▸ **TASK ITEM**:
Quote the entries that follow exactly, leaving none out.

▸ **RECORDS PROVIDED**:
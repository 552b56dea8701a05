//! Resolved skill levels and their tooltips

use serde::{Deserialize, Serialize};

/// Level reported when a skill cannot be performed at all
pub const CANNOT_PERFORM: i32 = -1;

/// Final level of a skill or spell, with the explanation of how it was reached
#[derive(Debug, Clone, Default, PartialEq, Eq, Serialize, Deserialize)]
pub struct SkillLevel {
    pub level: i32,
    /// Level relative to the governing attribute (or default)
    pub relative_level: i32,
    /// One line per contributing bonus, in the order they were applied
    pub tooltip: String,
}

impl SkillLevel {
    pub fn new(level: i32, relative_level: i32, tooltip: String) -> Self {
        Self {
            level,
            relative_level,
            tooltip,
        }
    }

    /// The sentinel result: no character, no points, or nothing to default from
    pub fn cannot_perform() -> Self {
        Self {
            level: CANNOT_PERFORM,
            relative_level: 0,
            tooltip: String::new(),
        }
    }

    pub fn is_performable(&self) -> bool {
        self.level != CANNOT_PERFORM
    }

    /// Add a bonus amount to both the level and the relative level
    pub fn apply_bonus(&mut self, amount: i32, explanation: &str) {
        self.level += amount;
        self.relative_level += amount;
        append_tooltip(&mut self.tooltip, explanation);
    }
}

/// Append explanation lines to a tooltip, one per line
pub fn append_tooltip(tooltip: &mut String, explanation: &str) {
    if explanation.is_empty() {
        return;
    }
    if !tooltip.is_empty() {
        tooltip.push('\n');
    }
    tooltip.push_str(explanation);
}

▸ **TASK SOLUTION**:
repository 552b56dea8701a05
//! Resolved skill levels and their tooltips

use serde::{Deserialize, Serialize};

/// Level reported when a skill cannot be performed at all
pub const CANNOT_PERFORM: i32 = -1;

/// Final level of a skill or spell, with the explanation of how it was reached
#[derive(Debug, Clone, Default, PartialEq, Eq, Serialize, Deserialize)]
pub struct SkillLevel {
    pub level: i32,
    /// Level relative to the governing attribute (or default)
    pub relative_level: i32,
    /// One line per contributing bonus, in the order they were applied
    pub tooltip: String,
}

impl SkillLevel {
    pub fn new(level: i32, relative_level: i32, tooltip: String) -> Self {
        Self {
            level,
            relative_level,
            tooltip,
        }
    }

    /// The sentinel result: no character, no points, or nothing to default from
    pub fn cannot_perform() -> Self {
        Self {
            level: CANNOT_PERFORM,
            relative_level: 0,
            tooltip: String::new(),
        }
    }

    pub fn is_performable(&self) -> bool {
        self.level != CANNOT_PERFORM
    }

    /// Add a bonus amount to both the level and the relative level
    pub fn apply_bonus(&mut self, amount: i32, explanation: &str) {
        self.level += amount;
        self.relative_level += amount;
        append_tooltip(&mut self.tooltip, explanation);
    }
}

/// Append explanation lines to a tooltip, one per line
pub fn append_tooltip(tooltip: &mut String, explanation: &str) {
    if explanation.is_empty() {
        return;
    }
    if !tooltip.is_empty() {
        tooltip.push('\n');
    }
    tooltip.push_str(explanation);
}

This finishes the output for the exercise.